Stored data:
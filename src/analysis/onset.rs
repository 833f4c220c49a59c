// OnsetDetector - spectral flux-based onset detection
//
// This module implements offline onset detection over a complete waveform.
//
// Algorithm:
// 1. Centered STFT (Hann window, n_fft = 2048, hop = 512) → power spectrum
// 2. Fold into 128 mel bands and convert to dB (clipped 80 dB below the max)
// 3. Spectral flux: flux_t = mean_b max(0, S_t[b] - S_(t-lag)[b])
// 4. Left-pad the flux by lag + n_fft / (2 * hop) frames so frame t lines up
//    with time t * hop / sr
// 5. Normalize to [0, 1] and pick local maxima above a moving average + delta
// 6. Drop candidates within min_onset_gap of the previous raw candidate

use crate::analysis::spectrogram::{power_to_db, MelFilterbank, Stft};
use crate::config::OnsetDetectionConfig;

/// Peak-picking window sizes in frames
///
/// Frame `n` is a peak if it is the maximum of `x[n - pre_max .. n + post_max)`,
/// at least `delta` above the mean of `x[n - pre_avg .. n + post_avg)` and
/// more than `wait` frames after the previous peak.
#[derive(Debug, Clone, Copy, PartialEq)]
pub struct PeakPickParams {
    pub pre_max: usize,
    pub post_max: usize,
    pub pre_avg: usize,
    pub post_avg: usize,
    pub delta: f32,
    pub wait: usize,
}

impl PeakPickParams {
    /// Derive window sizes from the frame rate (30 ms max window, 100 ms
    /// average window, 30 ms refractory period)
    pub fn for_frame_rate(sample_rate: u32, hop_size: usize, delta: f32) -> Self {
        let frames_in = |seconds: f64| (seconds * sample_rate as f64 / hop_size as f64).floor() as usize;
        let pre_avg = frames_in(0.10);
        Self {
            pre_max: frames_in(0.03),
            post_max: 1,
            pre_avg,
            post_avg: pre_avg + 1,
            delta,
            wait: frames_in(0.03),
        }
    }
}

/// OnsetDetector turns a waveform into a pruned list of onset times (seconds)
pub struct OnsetDetector {
    sample_rate: u32,
    config: OnsetDetectionConfig,
    stft: Stft,
    mel: MelFilterbank,
}

impl OnsetDetector {
    /// Create a new OnsetDetector with the specified sample rate
    ///
    /// # Arguments
    /// * `sample_rate` - Audio sample rate in Hz (e.g., 22050)
    pub fn new(sample_rate: u32) -> Self {
        Self::with_config(sample_rate, OnsetDetectionConfig::default())
    }

    /// Create a detector with explicit configuration parameters
    pub fn with_config(sample_rate: u32, config: OnsetDetectionConfig) -> Self {
        let stft = Stft::new(config.n_fft, config.hop_size);
        let mel = MelFilterbank::new(sample_rate.max(1), stft.n_fft(), config.n_mels);

        Self {
            sample_rate: sample_rate.max(1),
            config,
            stft,
            mel,
        }
    }

    /// Duration of one analysis hop in seconds
    pub fn hop_duration(&self) -> f64 {
        self.stft.hop_size() as f64 / self.sample_rate as f64
    }

    pub fn peak_params(&self) -> PeakPickParams {
        PeakPickParams::for_frame_rate(self.sample_rate, self.stft.hop_size(), self.config.delta)
    }

    /// Detect onsets and return their times in seconds
    ///
    /// The result is strictly increasing and may be empty (e.g. silence).
    pub fn detect(&self, audio: &[f32]) -> Vec<f64> {
        let envelope = self.onset_strength(audio);
        let peaks = pick_peaks(&envelope, &self.peak_params());
        let hop = self.hop_duration();
        let candidates: Vec<f64> = peaks.iter().map(|&frame| frame as f64 * hop).collect();
        let onsets = prune_close_onsets(&candidates, self.config.min_onset_gap);

        tracing::debug!(
            "[OnsetDetector] {} frames, {} candidates, {} onsets after pruning",
            envelope.len(),
            candidates.len(),
            onsets.len()
        );

        onsets
    }

    /// Compute the onset strength envelope (one value per STFT frame)
    pub fn onset_strength(&self, audio: &[f32]) -> Vec<f32> {
        let mut mel_frames: Vec<Vec<f32>> = self
            .stft
            .power_frames(audio)
            .iter()
            .map(|power| self.mel.apply(power))
            .collect();
        power_to_db(&mut mel_frames, self.config.top_db);

        let frames = mel_frames.len();
        let lag = self.config.lag.max(1);
        let pad = lag + self.stft.n_fft() / (2 * self.stft.hop_size());

        let mut envelope = vec![0.0f32; pad.min(frames)];
        envelope.extend(
            (lag..frames)
                .map(|t| spectral_flux(&mel_frames[t], &mel_frames[t - lag]))
                .take(frames.saturating_sub(pad)),
        );
        envelope
    }
}

/// Mean positive difference between two spectra
///
/// SF(t) = mean_b max(0, S_t[b] - S_(t-1)[b])
fn spectral_flux(current: &[f32], previous: &[f32]) -> f32 {
    if current.is_empty() {
        return 0.0;
    }
    let total: f32 = current
        .iter()
        .zip(previous.iter())
        .map(|(curr, prev)| (curr - prev).max(0.0))
        .sum();
    total / current.len() as f32
}

/// Pick onset frames from a raw onset strength envelope
///
/// The envelope is normalized to [0, 1] first; an envelope without any
/// positive value yields no peaks.
pub fn pick_peaks(envelope: &[f32], params: &PeakPickParams) -> Vec<usize> {
    if envelope.iter().all(|&v| v == 0.0) {
        return Vec::new();
    }

    let min = envelope.iter().copied().fold(f32::INFINITY, f32::min);
    let shifted: Vec<f32> = envelope.iter().map(|&v| v - min).collect();
    let max = shifted.iter().copied().fold(0.0f32, f32::max);
    let x: Vec<f32> = shifted.iter().map(|&v| v / (max + f32::MIN_POSITIVE)).collect();

    let len = x.len();
    let mut peaks = Vec::new();
    let mut last_peak: Option<usize> = None;

    for n in 0..len {
        let value = x[n];
        if value == 0.0 {
            continue;
        }

        let max_window = &x[n.saturating_sub(params.pre_max)..(n + params.post_max).min(len)];
        let local_max = max_window.iter().copied().fold(f32::NEG_INFINITY, f32::max);
        if value != local_max {
            continue;
        }

        let avg_window = &x[n.saturating_sub(params.pre_avg)..(n + params.post_avg).min(len)];
        let local_mean = avg_window.iter().sum::<f32>() / avg_window.len() as f32;
        if value < local_mean + params.delta {
            continue;
        }

        if last_peak.is_some_and(|last| n <= last + params.wait) {
            continue;
        }

        peaks.push(n);
        last_peak = Some(n);
    }

    peaks
}

/// Remove candidates that follow the previous raw candidate by `min_gap` or less
///
/// Each candidate is compared with the candidate immediately before it in the
/// input, whether or not that one was kept. The first candidate has no
/// predecessor and is always kept.
pub fn prune_close_onsets(candidates: &[f64], min_gap: f64) -> Vec<f64> {
    let mut previous: Option<f64> = None;
    candidates
        .iter()
        .copied()
        .filter(|&t| {
            let keep = previous.map_or(true, |prev| t - prev > min_gap);
            previous = Some(t);
            keep
        })
        .collect()
}

/// Detect onsets of a waveform with the default configuration
pub fn detect_onsets(waveform: &[f32], sample_rate: u32) -> Vec<f64> {
    OnsetDetector::new(sample_rate).detect(waveform)
}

### Work required:
Every entry above has to be returned exactly as written.

### Exercise solution:
filename src/analysis/onset.rs
repository 833f4c220c49a59c
// OnsetDetector - spectral flux-based onset detection
//
// This module implements offline onset detection over a complete waveform.
//
// Algorithm:
// 1. Centered STFT (Hann window, n_fft = 2048, hop = 512) → power spectrum
// 2. Fold into 128 mel bands and convert to dB (clipped 80 dB below the max)
// 3. Spectral flux: flux_t = mean_b max(0, S_t[b] - S_(t-lag)[b])
// 4. Left-pad the flux by lag + n_fft / (2 * hop) frames so frame t lines up
//    with time t * hop / sr
// 5. Normalize to [0, 1] and pick local maxima above a moving average + delta
// 6. Drop candidates within min_onset_gap of the previous raw candidate

use crate::analysis::spectrogram::{power_to_db, MelFilterbank, Stft};
use crate::config::OnsetDetectionConfig;

/// Peak-picking window sizes in frames
///
/// Frame `n` is a peak if it is the maximum of `x[n - pre_max .. n + post_max)`,
/// at least `delta` above the mean of `x[n - pre_avg .. n + post_avg)` and
/// more than `wait` frames after the previous peak.
#[derive(Debug, Clone, Copy, PartialEq)]
pub struct PeakPickParams {
    pub pre_max: usize,
    pub post_max: usize,
    pub pre_avg: usize,
    pub post_avg: usize,
    pub delta: f32,
    pub wait: usize,
}

impl PeakPickParams {
    /// Derive window sizes from the frame rate (30 ms max window, 100 ms
    /// average window, 30 ms refractory period)
    pub fn for_frame_rate(sample_rate: u32, hop_size: usize, delta: f32) -> Self {
        let frames_in = |seconds: f64| (seconds * sample_rate as f64 / hop_size as f64).floor() as usize;
        let pre_avg = frames_in(0.10);
        Self {
            pre_max: frames_in(0.03),
            post_max: 1,
            pre_avg,
            post_avg: pre_avg + 1,
            delta,
            wait: frames_in(0.03),
        }
    }
}

/// OnsetDetector turns a waveform into a pruned list of onset times (seconds)
pub struct OnsetDetector {
    sample_rate: u32,
    config: OnsetDetectionConfig,
    stft: Stft,
    mel: MelFilterbank,
}

impl OnsetDetector {
    /// Create a new OnsetDetector with the specified sample rate
    ///
    /// # Arguments
    /// * `sample_rate` - Audio sample rate in Hz (e.g., 22050)
    pub fn new(sample_rate: u32) -> Self {
        Self::with_config(sample_rate, OnsetDetectionConfig::default())
    }

    /// Create a detector with explicit configuration parameters
    pub fn with_config(sample_rate: u32, config: OnsetDetectionConfig) -> Self {
        let stft = Stft::new(config.n_fft, config.hop_size);
        let mel = MelFilterbank::new(sample_rate.max(1), stft.n_fft(), config.n_mels);

        Self {
            sample_rate: sample_rate.max(1),
            config,
            stft,
            mel,
        }
    }

    /// Duration of one analysis hop in seconds
    pub fn hop_duration(&self) -> f64 {
        self.stft.hop_size() as f64 / self.sample_rate as f64
    }

    pub fn peak_params(&self) -> PeakPickParams {
        PeakPickParams::for_frame_rate(self.sample_rate, self.stft.hop_size(), self.config.delta)
    }

    /// Detect onsets and return their times in seconds
    ///
    /// The result is strictly increasing and may be empty (e.g. silence).
    pub fn detect(&self, audio: &[f32]) -> Vec<f64> {
        let envelope = self.onset_strength(audio);
        let peaks = pick_peaks(&envelope, &self.peak_params());
        let hop = self.hop_duration();
        let candidates: Vec<f64> = peaks.iter().map(|&frame| frame as f64 * hop).collect();
        let onsets = prune_close_onsets(&candidates, self.config.min_onset_gap);

        tracing::debug!(
            "[OnsetDetector] {} frames, {} candidates, {} onsets after pruning",
            envelope.len(),
            candidates.len(),
            onsets.len()
        );

        onsets
    }

    /// Compute the onset strength envelope (one value per STFT frame)
    pub fn onset_strength(&self, audio: &[f32]) -> Vec<f32> {
        let mut mel_frames: Vec<Vec<f32>> = self
            .stft
            .power_frames(audio)
            .iter()
            .map(|power| self.mel.apply(power))
            .collect();
        power_to_db(&mut mel_frames, self.config.top_db);

        let frames = mel_frames.len();
        let lag = self.config.lag.max(1);
        let pad = lag + self.stft.n_fft() / (2 * self.stft.hop_size());

        let mut envelope = vec![0.0f32; pad.min(frames)];
        envelope.extend(
            (lag..frames)
                .map(|t| spectral_flux(&mel_frames[t], &mel_frames[t - lag]))
                .take(frames.saturating_sub(pad)),
        );
        envelope
    }
}

/// Mean positive difference between two spectra
///
/// SF(t) = mean_b max(0, S_t[b] - S_(t-1)[b])
fn spectral_flux(current: &[f32], previous: &[f32]) -> f32 {
    if current.is_empty() {
        return 0.0;
    }
    let total: f32 = current
        .iter()
        .zip(previous.iter())
        .map(|(curr, prev)| (curr - prev).max(0.0))
        .sum();
    total / current.len() as f32
}

/// Pick onset frames from a raw onset strength envelope
///
/// The envelope is normalized to [0, 1] first; an envelope without any
/// positive value yields no peaks.
pub fn pick_peaks(envelope: &[f32], params: &PeakPickParams) -> Vec<usize> {
    if envelope.iter().all(|&v| v == 0.0) {
        return Vec::new();
    }

    let min = envelope.iter().copied().fold(f32::INFINITY, f32::min);
    let shifted: Vec<f32> = envelope.iter().map(|&v| v - min).collect();
    let max = shifted.iter().copied().fold(0.0f32, f32::max);
    let x: Vec<f32> = shifted.iter().map(|&v| v / (max + f32::MIN_POSITIVE)).collect();

    let len = x.len();
    let mut peaks = Vec::new();
    let mut last_peak: Option<usize> = None;

    for n in 0..len {
        let value = x[n];
        if value == 0.0 {
            continue;
        }

        let max_window = &x[n.saturating_sub(params.pre_max)..(n + params.post_max).min(len)];
        let local_max = max_window.iter().copied().fold(f32::NEG_INFINITY, f32::max);
        if value != local_max {
            continue;
        }

        let avg_window = &x[n.saturating_sub(params.pre_avg)..(n + params.post_avg).min(len)];
        let local_mean = avg_window.iter().sum::<f32>() / avg_window.len() as f32;
        if value < local_mean + params.delta {
            continue;
        }

        if last_peak.is_some_and(|last| n <= last + params.wait) {
            continue;
        }

        peaks.push(n);
        last_peak = Some(n);
    }

    peaks
}

/// Remove candidates that follow the previous raw candidate by `min_gap` or less
///
/// Each candidate is compared with the candidate immediately before it in the
/// input, whether or not that one was kept. The first candidate has no
/// predecessor and is always kept.
pub fn prune_close_onsets(candidates: &[f64], min_gap: f64) -> Vec<f64> {
    let mut previous: Option<f64> = None;
    candidates
        .iter()
        .copied()
        .filter(|&t| {
            let keep = previous.map_or(true, |prev| t - prev > min_gap);
            previous = Some(t);
            keep
        })
        .collect()
}

/// Detect onsets of a waveform with the default configuration
pub fn detect_onsets(waveform: &[f32], sample_rate: u32) -> Vec<f64> {
    OnsetDetector::new(sample_rate).detect(waveform)
}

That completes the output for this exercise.